##### Extracted material

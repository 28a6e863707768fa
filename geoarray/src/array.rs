//! Labelled N-dimensional data arrays and their coordinates.

use std::collections::BTreeMap;
use std::sync::Arc;

use serde_json::Value;
use thiserror::Error;

use crate::grid_mapping::HasCrs;

/// An ordered map of metadata attributes.
///
/// Keys keep their insertion order, matching how attributes are laid out in
/// the files they were read from or will be written to.
pub type Attributes = serde_json::Map<String, Value>;

/// A coordinate variable: metadata, and optionally values, attached to an
/// object under a name.
///
/// A scalar coordinate spans no dimensions and carries pure metadata. CF
/// grid mappings are stored this way.
#[derive(Debug, Clone, PartialEq, Default)]
pub struct Coordinate {
    dims: Vec<String>,
    values: Option<Vec<f64>>,
    attrs: Attributes,
}

impl Coordinate {
    /// Create a scalar coordinate.
    #[must_use]
    pub fn scalar() -> Self {
        Self::default()
    }

    /// Create a one dimensional coordinate over `dim` with the given values.
    #[must_use]
    pub fn new(dim: impl Into<String>, values: Vec<f64>) -> Self {
        Self {
            dims: vec![dim.into()],
            values: Some(values),
            attrs: Attributes::default(),
        }
    }

    /// Set the attributes of the coordinate.
    #[must_use]
    pub fn with_attributes(mut self, attrs: Attributes) -> Self {
        self.attrs = attrs;
        self
    }

    /// The dimensions the coordinate spans.
    #[must_use]
    pub fn dims(&self) -> &[String] {
        &self.dims
    }

    /// The coordinate values, if it has any.
    #[must_use]
    pub fn values(&self) -> Option<&[f64]> {
        self.values.as_deref()
    }

    /// The attributes of the coordinate.
    #[must_use]
    pub const fn attributes(&self) -> &Attributes {
        &self.attrs
    }

    /// The attributes of the coordinate, mutably.
    pub fn attributes_mut(&mut self) -> &mut Attributes {
        &mut self.attrs
    }

    pub(crate) fn rename_dimensions(&mut self, renames: &BTreeMap<String, String>) {
        for dim in &mut self.dims {
            if let Some(renamed) = renames.get(dim) {
                *dim = renamed.clone();
            }
        }
    }
}

/// Rename coordinates in place, applying `renames` to both the coordinate
/// keys and the dimensions each coordinate spans.
pub(crate) fn rename_coordinates(
    coords: &mut BTreeMap<String, Coordinate>,
    renames: &BTreeMap<String, String>,
) {
    let renamed = std::mem::take(coords);
    *coords = renamed
        .into_iter()
        .map(|(name, mut coordinate)| {
            coordinate.rename_dimensions(renames);
            (renames.get(&name).cloned().unwrap_or(name), coordinate)
        })
        .collect();
}

/// An error creating a [`DataArray`].
#[derive(Debug, Error)]
pub enum DataArrayCreateError {
    /// The number of dimension names differs from the number of dimensions.
    #[error("got {names} dimension names for a shape of {dims} dimensions")]
    DimensionCountMismatch {
        /// The number of dimension names supplied.
        names: usize,
        /// The number of dimensions of the shape.
        dims: usize,
    },
    /// A dimension name appears more than once.
    #[error("duplicate dimension name {_0:?}")]
    DuplicateDimensionName(String),
}

/// A labelled N-dimensional data array.
///
/// Holds the geospatial metadata of an array: named dimensions and their
/// sizes, an attribute map, an encoding map, coordinates, and an optional
/// out of band area definition. The array values themselves live elsewhere
/// and are not represented here.
///
/// Use [`DataArray::geo`] or [`DataArray::geo_mut`] to obtain the
/// geospatial accessor.
#[derive(Clone)]
pub struct DataArray {
    name: Option<String>,
    dims: Vec<String>,
    shape: Vec<u64>,
    attrs: Attributes,
    encoding: Attributes,
    coords: BTreeMap<String, Coordinate>,
    area: Option<Arc<dyn HasCrs>>,
}

impl core::fmt::Debug for DataArray {
    fn fmt(&self, f: &mut core::fmt::Formatter<'_>) -> core::fmt::Result {
        f.debug_struct("DataArray")
            .field("name", &self.name)
            .field("dims", &self.dims)
            .field("shape", &self.shape)
            .field("attrs", &self.attrs)
            .field("encoding", &self.encoding)
            .field("coords", &self.coords)
            .field("area", &self.area.as_ref().map(|_| ".."))
            .finish()
    }
}

impl DataArray {
    /// Create a data array from dimension names and a matching shape.
    ///
    /// # Errors
    /// Returns a [`DataArrayCreateError`] if the number of names differs
    /// from the number of dimensions or a name repeats.
    pub fn new<I, S>(dims: I, shape: S) -> Result<Self, DataArrayCreateError>
    where
        I: IntoIterator,
        I::Item: Into<String>,
        S: IntoIterator<Item = u64>,
    {
        let dims: Vec<String> = dims.into_iter().map(Into::into).collect();
        let shape: Vec<u64> = shape.into_iter().collect();
        if dims.len() != shape.len() {
            return Err(DataArrayCreateError::DimensionCountMismatch {
                names: dims.len(),
                dims: shape.len(),
            });
        }
        for (index, dim) in dims.iter().enumerate() {
            if dims[..index].contains(dim) {
                return Err(DataArrayCreateError::DuplicateDimensionName(dim.clone()));
            }
        }
        Ok(Self {
            name: None,
            dims,
            shape,
            attrs: Attributes::default(),
            encoding: Attributes::default(),
            coords: BTreeMap::new(),
            area: None,
        })
    }

    /// Set the array name.
    #[must_use]
    pub fn with_name(mut self, name: impl Into<String>) -> Self {
        self.name = Some(name.into());
        self
    }

    /// Set the attributes.
    #[must_use]
    pub fn with_attributes(mut self, attrs: Attributes) -> Self {
        self.attrs = attrs;
        self
    }

    /// Set the encoding map.
    #[must_use]
    pub fn with_encoding(mut self, encoding: Attributes) -> Self {
        self.encoding = encoding;
        self
    }

    /// Attach an out of band area definition.
    #[must_use]
    pub fn with_area(mut self, area: Arc<dyn HasCrs>) -> Self {
        self.area = Some(area);
        self
    }

    /// The array name.
    #[must_use]
    pub fn name(&self) -> Option<&str> {
        self.name.as_deref()
    }

    /// The dimension names in storage order.
    #[must_use]
    pub fn dims(&self) -> &[String] {
        &self.dims
    }

    /// The dimension sizes in storage order.
    #[must_use]
    pub fn shape(&self) -> &[u64] {
        &self.shape
    }

    /// The size of the named dimension.
    #[must_use]
    pub fn dimension_size(&self, dim: &str) -> Option<u64> {
        self.dims
            .iter()
            .position(|name| name == dim)
            .map(|index| self.shape[index])
    }

    /// The attributes.
    #[must_use]
    pub const fn attributes(&self) -> &Attributes {
        &self.attrs
    }

    /// The attributes, mutably.
    pub fn attributes_mut(&mut self) -> &mut Attributes {
        &mut self.attrs
    }

    /// The encoding map.
    ///
    /// Encoding holds metadata consumed by the storage layer rather than
    /// written as plain attributes, such as the `grid_mapping` reference.
    #[must_use]
    pub const fn encoding(&self) -> &Attributes {
        &self.encoding
    }

    /// The encoding map, mutably.
    pub fn encoding_mut(&mut self) -> &mut Attributes {
        &mut self.encoding
    }

    /// The coordinates, keyed by name.
    #[must_use]
    pub const fn coordinates(&self) -> &BTreeMap<String, Coordinate> {
        &self.coords
    }

    /// The named coordinate.
    #[must_use]
    pub fn coordinate(&self, name: &str) -> Option<&Coordinate> {
        self.coords.get(name)
    }

    /// Attach a coordinate, replacing any existing coordinate of the same
    /// name.
    pub fn insert_coordinate(&mut self, name: impl Into<String>, coordinate: Coordinate) {
        self.coords.insert(name.into(), coordinate);
    }

    /// The attached area definition.
    #[must_use]
    pub fn area(&self) -> Option<&dyn HasCrs> {
        self.area.as_deref()
    }

    pub(crate) fn rename_dimensions(&mut self, renames: &BTreeMap<String, String>) {
        for dim in &mut self.dims {
            if let Some(renamed) = renames.get(dim) {
                *dim = renamed.clone();
            }
        }
        rename_coordinates(&mut self.coords, renames);
    }
}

##########

How to complete this task:
Check each line above for the string "values" and copy those that have it.

Exercise response:
/// A coordinate variable: metadata, and optionally values, attached to an
    values: Option<Vec<f64>>,
    /// Create a one dimensional coordinate over `dim` with the given values.
    pub fn new(dim: impl Into<String>, values: Vec<f64>) -> Self {
            values: Some(values),
    /// The coordinate values, if it has any.
    pub fn values(&self) -> Option<&[f64]> {
        self.values.as_deref()
/// out of band area definition. The array values themselves live elsewhere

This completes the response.